WORK ORDER -> Transcribe precisely, and only, the lines beginning at the line containing "-> std::result::Result<Arc<R>, String>" and ending at the final line of the material below.

START LISTED RECORDS

//! Working-document storage between navigation steps

use crate::constants::DEFAULT_STORE_QUOTA_BYTES;
use crate::types::*;

/// Holds at most one working document, bounded by a byte quota
#[derive(Debug)]
pub struct WorkingStore {
    current: Option<WorkingDocument>,
    quota_bytes: usize,
}

impl Default for WorkingStore {
    fn default() -> Self {
        Self::with_quota(DEFAULT_STORE_QUOTA_BYTES)
    }
}

impl WorkingStore {
    pub fn with_quota(quota_bytes: usize) -> Self {
        Self {
            current: None,
            quota_bytes,
        }
    }

    pub fn quota(&self) -> usize {
        self.quota_bytes
    }

    /// Replace the stored document.
    ///
    /// The previous document is cleared first, so a rejected payload leaves
    /// the store empty.
    pub fn put(&mut self, document: WorkingDocument) -> Result<()> {
        self.current = None;

        if document.size() > self.quota_bytes {
            return Err(NupError::StorageExhausted {
                attempted: document.size(),
                quota: self.quota_bytes,
            });
        }

        log::debug!(
            "Stored working document {} ({} bytes)",
            document.file_name,
            document.size()
        );
        self.current = Some(document);
        Ok(())
    }

    pub fn get(&self) -> Option<&WorkingDocument> {
        self.current.as_ref()
    }

    pub fn clear(&mut self) {
        self.current = None;
    }
}
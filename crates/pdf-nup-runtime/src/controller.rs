//! Cancellable preview generation

use crate::cancel::CancelFlag;
use crate::rasterizer::{Rasterizer, RenderableDocument};
use crate::{GenerationId, PreviewPage, PreviewResult, PreviewUpdate};
use pdf_nup::constants::{PREVIEW_RENDER_SCALE, PREVIEW_SHEET_LIMIT};
use pdf_nup::{NupError, NupOptions, Result, WorkingDocument, compose_bytes};
use std::sync::{Arc, Mutex, MutexGuard, PoisonError};
use thiserror::Error;
use tokio::sync::mpsc;
use tokio::task::JoinHandle;

/// Why a preview could not be produced
#[derive(Error, Debug, Clone, PartialEq, Eq)]
pub enum PreviewFailure {
    #[error("Failed to load PDF renderer. Please retry.")]
    RendererUnavailable,
    #[error("Invalid or password-protected PDF")]
    InvalidDocument,
    #[error("Failed to generate preview. Please try again.")]
    Generic,
}

impl PreviewFailure {
    /// Only renderer setup can be retried without a new document
    pub fn is_retryable(&self) -> bool {
        matches!(self, PreviewFailure::RendererUnavailable)
    }

    pub fn message(&self) -> String {
        self.to_string()
    }

    fn classify(error: &NupError) -> Self {
        match error {
            NupError::RendererInit(_) => PreviewFailure::RendererUnavailable,
            NupError::Pdf(_)
            | NupError::Parse { .. }
            | NupError::Encrypted
            | NupError::NoPages
            | NupError::InvalidPageGeometry { .. } => PreviewFailure::InvalidDocument,
            _ => PreviewFailure::Generic,
        }
    }
}

/// Snapshot of the controller's state machine
#[derive(Debug, Clone, Default)]
pub enum PreviewState {
    #[default]
    Idle,
    Generating(GenerationId),
    Ready(Arc<PreviewResult>),
    Failed(PreviewFailure),
}

struct Inner {
    generation: u64,
    cancel: CancelFlag,
    state: PreviewState,
}

struct Shared {
    inner: Mutex<Inner>,
    updates: mpsc::UnboundedSender<PreviewUpdate>,
}

impl Shared {
    fn lock(&self) -> MutexGuard<'_, Inner> {
        self.inner.lock().unwrap_or_else(PoisonError::into_inner)
    }

    /// Record a terminal transition unless the generation was superseded.
    ///
    /// The flag is checked under the same lock a new request takes to
    /// replace it, so a stale generation can never publish after a newer
    /// one has announced itself.
    fn publish(&self, generation: GenerationId, cancel: &CancelFlag, outcome: Result<PreviewResult>) {
        let mut inner = self.lock();
        if cancel.is_cancelled() {
            log::debug!("Discarding superseded preview {:?}", generation);
            return;
        }

        let update = match outcome {
            Ok(result) => {
                log::info!(
                    "Preview {:?} ready: {} of {} sheet(s) rendered",
                    generation,
                    result.pages.len(),
                    result.total_sheets
                );
                let result = Arc::new(result);
                inner.state = PreviewState::Ready(Arc::clone(&result));
                PreviewUpdate::Ready { generation, result }
            }
            Err(NupError::Cancelled) => return,
            Err(e) => {
                log::warn!("Preview {:?} failed: {}", generation, e);
                let failure = PreviewFailure::classify(&e);
                inner.state = PreviewState::Failed(failure.clone());
                PreviewUpdate::Failed {
                    generation,
                    failure,
                }
            }
        };

        let _ = self.updates.send(update);
    }
}

/// Drives preview generations for the current working document.
///
/// Every [`request`](Self::request) cancels the generation in flight. Only
/// the latest request ever reaches `Ready` or `Failed`.
pub struct PreviewController<R: Rasterizer> {
    config: R::Config,
    renderer: Mutex<std::result::Result<Arc<R>, String>>,
    /// Held by whoever is inside the rasterizer: a generation's render stage
    /// or renderer setup. A superseded generation keeps it until its next
    /// checkpoint.
    render_gate: Arc<Mutex<()>>,
    shared: Arc<Shared>,
}

impl<R: Rasterizer> PreviewController<R> {
    /// Initialize the rasterizer and return the controller with its update
    /// channel. A failed initialization is kept and reported by each request
    /// until [`retry_renderer`](Self::retry_renderer) succeeds.
    pub fn new(config: R::Config) -> (Self, mpsc::UnboundedReceiver<PreviewUpdate>) {
        let (update_tx, update_rx) = mpsc::unbounded_channel();
        let render_gate = Arc::new(Mutex::new(()));
        let renderer = init_renderer::<R>(&config, &render_gate);

        let controller = Self {
            config,
            renderer: Mutex::new(renderer),
            render_gate,
            shared: Arc::new(Shared {
                inner: Mutex::new(Inner {
                    generation: 0,
                    cancel: CancelFlag::new(),
                    state: PreviewState::Idle,
                }),
                updates: update_tx,
            }),
        };
        (controller, update_rx)
    }

    pub fn state(&self) -> PreviewState {
        self.shared.lock().state.clone()
    }

    pub fn renderer_available(&self) -> bool {
        self.lock_renderer().is_ok()
    }

    /// Retry rasterizer setup after a `RendererUnavailable` failure
    pub fn retry_renderer(&self) -> bool {
        let mut renderer = self.lock_renderer();
        if renderer.is_err() {
            *renderer = init_renderer::<R>(&self.config, &self.render_gate);
        }
        renderer.is_ok()
    }

    /// Start a new generation for `document`, superseding any in flight
    pub fn request(&self, document: &WorkingDocument, options: NupOptions) -> JoinHandle<()> {
        let renderer = self.lock_renderer().clone();
        let cancel = CancelFlag::new();

        let generation = {
            let mut inner = self.shared.lock();
            inner.cancel.cancel();
            inner.cancel = cancel.clone();
            inner.generation += 1;

            let generation = GenerationId(inner.generation);
            inner.state = PreviewState::Generating(generation);
            let _ = self.shared.updates.send(PreviewUpdate::Generating { generation });
            generation
        };
        log::debug!(
            "Preview {:?} requested for {} ({})",
            generation,
            document.file_name,
            options.layout
        );

        let shared = Arc::clone(&self.shared);
        let render_gate = Arc::clone(&self.render_gate);
        let bytes = Arc::clone(&document.bytes);

        tokio::spawn(async move {
            let outcome = match renderer {
                Err(message) => Err(NupError::RendererInit(message)),
                Ok(renderer) => {
                    let cancel = cancel.clone();
                    tokio::task::spawn_blocking(move || {
                        generate(renderer.as_ref(), &render_gate, &bytes, &options, &cancel)
                    })
                    .await
                    .unwrap_or_else(|e| Err(NupError::TaskJoin(e)))
                }
            };

            shared.publish(generation, &cancel, outcome);
        })
    }

    /// Cancel the generation in flight and return to `Idle`
    pub fn shutdown(&self) {
        let mut inner = self.shared.lock();
        inner.cancel.cancel();
        if matches!(inner.state, PreviewState::Generating(_)) {
            inner.state = PreviewState::Idle;
        }
    }

    fn lock_renderer(&self) -> MutexGuard<'_, std::result::Result<Arc<R>, String>> {
        self.renderer.lock().unwrap_or_else(PoisonError::into_inner)
    }
}

impl<R: Rasterizer> Drop for PreviewController<R> {
    fn drop(&mut self) {
        self.shared.lock().cancel.cancel();
    }
}

fn init_renderer<R: Rasterizer>(
    config: &R::Config,
    render_gate: &Mutex<()>,
) -> std::result::Result<Arc<R>, String> {
    let _gate = render_gate.lock().unwrap_or_else(PoisonError::into_inner);
    R::initialize(config).map(Arc::new).map_err(|e| {
        log::warn!("Renderer initialization failed: {}", e);
        e.to_string()
    })
}

/// Compose, then rasterize the leading sheets of the result.
///
/// Composition runs unguarded; only one generation at a time is inside the
/// rasterizer.
fn generate<R: Rasterizer>(
    renderer: &R,
    render_gate: &Mutex<()>,
    source: &[u8],
    options: &NupOptions,
    cancel: &CancelFlag,
) -> Result<PreviewResult> {
    let composed = compose_bytes(source, options)?;
    cancel.checkpoint()?;

    let _gate = render_gate.lock().unwrap_or_else(PoisonError::into_inner);
    cancel.checkpoint()?;

    let mut result = None;
    renderer.with_document(&composed, &mut |document: &mut dyn RenderableDocument| {
        cancel.checkpoint()?;
        let total_sheets = document.page_count();
        let mut pages = Vec::new();

        for index in 0..total_sheets.min(PREVIEW_SHEET_LIMIT) {
            match document.render_page(index, PREVIEW_RENDER_SCALE) {
                Ok(image) => pages.push(PreviewPage::Rendered { index, image }),
                Err(e) => {
                    log::warn!("Failed to render preview sheet {}: {}", index + 1, e);
                    pages.push(PreviewPage::Failed {
                        index,
                        message: e.user_message(),
                    });
                }
            }
            cancel.checkpoint()?;
        }

        result = Some(PreviewResult {
            pages,
            total_sheets,
        });
        Ok(())
    })?;

    result.ok_or_else(|| NupError::Render {
        page: None,
        message: "rasterizer did not open the document".to_string(),
    })
}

END LISTED RECORDS

TASK RESULT ->
) -> std::result::Result<Arc<R>, String> {
    let _gate = render_gate.lock().unwrap_or_else(PoisonError::into_inner);
    R::initialize(config).map(Arc::new).map_err(|e| {
        log::warn!("Renderer initialization failed: {}", e);
        e.to_string()
    })
}

/// Compose, then rasterize the leading sheets of the result.
///
/// Composition runs unguarded; only one generation at a time is inside the
/// rasterizer.
fn generate<R: Rasterizer>(
    renderer: &R,
    render_gate: &Mutex<()>,
    source: &[u8],
    options: &NupOptions,
    cancel: &CancelFlag,
) -> Result<PreviewResult> {
    let composed = compose_bytes(source, options)?;
    cancel.checkpoint()?;

    let _gate = render_gate.lock().unwrap_or_else(PoisonError::into_inner);
    cancel.checkpoint()?;

    let mut result = None;
    renderer.with_document(&composed, &mut |document: &mut dyn RenderableDocument| {
        cancel.checkpoint()?;
        let total_sheets = document.page_count();
        let mut pages = Vec::new();

        for index in 0..total_sheets.min(PREVIEW_SHEET_LIMIT) {
            match document.render_page(index, PREVIEW_RENDER_SCALE) {
                Ok(image) => pages.push(PreviewPage::Rendered { index, image }),
                Err(e) => {
                    log::warn!("Failed to render preview sheet {}: {}", index + 1, e);
                    pages.push(PreviewPage::Failed {
                        index,
                        message: e.user_message(),
                    });
                }
            }
            cancel.checkpoint()?;
        }

        result = Some(PreviewResult {
            pages,
            total_sheets,
        });
        Ok(())
    })?;

    result.ok_or_else(|| NupError::Render {
        page: None,
        message: "rasterizer did not open the document".to_string(),
    })
}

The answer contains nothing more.